# Therapy Rabbits in Training



## MiniLopHop (Mar 19, 2012)

Becky and Gary are therapy rabbits in training. They had their first visit to a local senior center last week. I'm not sure who had more fun, the rabbits or the people.


----------



## LakeCondo (Mar 19, 2012)

How great. I love the idea.


----------



## gmas rabbit (Mar 19, 2012)

Great photos, love that Becky was so relaxed she was snoozing in a couple of them. Good thing they are small rabbits, can you imagine a flemish giant or french lop in a basket. lol Everyone seems to be really enjoying the whole experience.


----------



## MiniLopHop (Mar 19, 2012)

LOL yeah, Sophie would have been killing me. 
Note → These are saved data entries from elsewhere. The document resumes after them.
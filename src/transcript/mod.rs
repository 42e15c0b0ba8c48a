use anyhow::{Context, Result};
use serde::Deserialize;
use std::collections::BTreeSet;
use std::fs;
use std::io;
use std::path::Path;
use std::thread;
use std::time::Duration;

// ===================================================================
// Transcript records — one per JSONL line
// ===================================================================

/// A single line of a session transcript.
///
/// Transcripts carry a dozen entry shapes (user, assistant, progress, ...);
/// the only field this tool cares about is the plan `slug` that Claude Code
/// stamps on conversation entries, so everything else stays untyped.
#[derive(Debug, Deserialize)]
struct Record {
    #[serde(default)]
    slug: Option<String>,
}

/// Parse one transcript line, yielding its slug if the line is a
/// well-formed object carrying a string `slug`.
///
/// Anything else — blank lines, truncated JSON from a concurrent writer,
/// non-object values, a non-string slug — contributes nothing. The host
/// process owns the file and rewrites lines freely; a malformed line is an
/// expected state, not an error.
fn parse_slug(line: &str) -> Option<String> {
    let line = line.trim();
    if line.is_empty() {
        return None;
    }
    serde_json::from_str::<Record>(line).ok()?.slug
}

/// Read the transcript, reporting a missing or unreadable file on stderr
/// and treating it as empty.
fn read_contents(path: &Path) -> Option<String> {
    match fs::read_to_string(path) {
        Ok(contents) => Some(contents),
        Err(e) if e.kind() == io::ErrorKind::NotFound => {
            eprintln!("planport: transcript file not found: {}", path.display());
            None
        }
        Err(e) => {
            eprintln!("planport: reading transcript {}: {e}", path.display());
            None
        }
    }
}

// ===================================================================
// Scanning
// ===================================================================

/// The first slug in file order, from a single scan.
pub fn first_slug(path: &Path) -> Option<String> {
    read_contents(path)?.lines().find_map(parse_slug)
}

/// Like [`first_slug`], but re-scans when nothing is found.
///
/// The transcript may still be appended to when the SessionEnd hook fires,
/// so the slug line can be absent or torn on the first pass. Re-scan up to
/// `retries` times with a fixed `delay` in between; exhaustion means the
/// writer was slower than the budget and is an ordinary `None`.
pub fn first_slug_with_retry(path: &Path, retries: u32, delay: Duration) -> Option<String> {
    let attempts = retries.max(1);
    for attempt in 0..attempts {
        if let Some(slug) = first_slug(path) {
            return Some(slug);
        }
        if attempt + 1 < attempts {
            thread::sleep(delay);
        }
    }
    None
}

/// Every distinct slug in one transcript file.
pub fn all_slugs(path: &Path) -> BTreeSet<String> {
    match read_contents(path) {
        Some(contents) => contents.lines().filter_map(parse_slug).collect(),
        None => BTreeSet::new(),
    }
}

/// The union of slugs across every `*.jsonl` file in `dir`, skipping files
/// whose name starts with `skip_prefix` (subagent transcripts).
///
/// Ordered so callers process slugs deterministically.
pub fn slugs_in_dir(dir: &Path, skip_prefix: &str) -> Result<BTreeSet<String>> {
    let mut slugs = BTreeSet::new();
    let entries =
        fs::read_dir(dir).with_context(|| format!("reading directory {}", dir.display()))?;
    for entry in entries {
        let entry = entry.with_context(|| format!("reading directory {}", dir.display()))?;
        let path = entry.path();
        if path.extension().and_then(|s| s.to_str()) != Some("jsonl") {
            continue;
        }
        let name = path.file_name().and_then(|s| s.to_str()).unwrap_or("");
        if name.starts_with(skip_prefix) {
            continue;
        }
        slugs.extend(all_slugs(&path));
    }
    Ok(slugs)
}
Bunnies in Baskets is a great orginization. They have been so helpful in getting us prepared for the visits.


----------



## patches2593 (Mar 19, 2012)

omg the grey bunny is adorable!!!!! what type of bunny is he/she???? my bun could never stay in a basket or let people hold him. i have enough trouble trying to hold him and im his most trusted person!!! ughh


----------



## Samara (Mar 19, 2012)

AWESOME. Props to you and your buns!


----------



## Nancy McClelland (Mar 19, 2012)

So cute. Serena would be good as she's a lap rabbit and loves to be rubbed. Only problem is she's an 18 pound Checkered Giant.


----------



## MiniLopHop (Mar 19, 2012)

patches2593 wrote:


> omg the grey bunny is adorable!!!!! what type of bunny is he/she???? my bun could never stay in a basket or let people hold him. i have enough trouble trying to hold him and im his most trusted person!!! ughh



Becky is a mini lop. She loves to cuddle.


----------



## ZRabbits (Mar 22, 2012)

Brandy, you are amazing as well as your bunnies. What treat you give to those elderly when they hold your bunnies. It IS such a good therapy. I know, I've seen it with children. In my eyes, you should be awarded the "Golden 10 Bunny Ear" Award.

Wishing you all the best. You ROCK!

K


----------



## audrinasmommy88 (Mar 22, 2012)

This is great!!! Do they do this in my area? I would love to do this with Olivia!!


----------



## MiniLopHop (Mar 22, 2012)

Oh Karen you made me blush. Thank you

Rachel, they are on-line. Your vet fills out a form, sort of a health and temperment certificate. So it doesn't matter where you are! Check out their website, it really is great. It's helpful because a lot of places won't let you visit unless you are certified and this also covers you with liability insurance just in case. There's lots of educational reading and responses you have to complete, but it is wonderfully informative. I like their approach of compassion for your buns as well as the patients.

For example, I had a visiting session planned for Tuesday of this week. Normally when I put the carrier down, a little tickle and the buns hop right in. For some reason that morning when I put the carrier down Becky thumped me and ran under the dresser (her burrow). I talked to her and she thumped me again. I was not going to force her to be social, she didn't want to go. I called and post poned. The next day I tried again and she hopped right in. Go figure.


----------



## audrinasmommy88 (Mar 22, 2012)

Thank you so much for the info Brandy. I am going to look into doing this. This is great


----------



## MiniLopHop (Mar 22, 2012)

Great! Let me know how it goes 

And it's easier to keep them in the basket than it seems at first. Just give them a few treats in there at home, then the difference of location keeps them in.


----------



## blinkrawker (Apr 22, 2012)

Hey there, I am so very glad I found this thread (and this forum! : ) I have two 2 month old bunnies, Hawkbit and Buckthorn. Or Hawk and Buck for short. (I named them after characters from Watership Down.) Their momma is a New Jersey Wooly and the daddy is supposed to be a Californian, although none of the babies looked anything like him. 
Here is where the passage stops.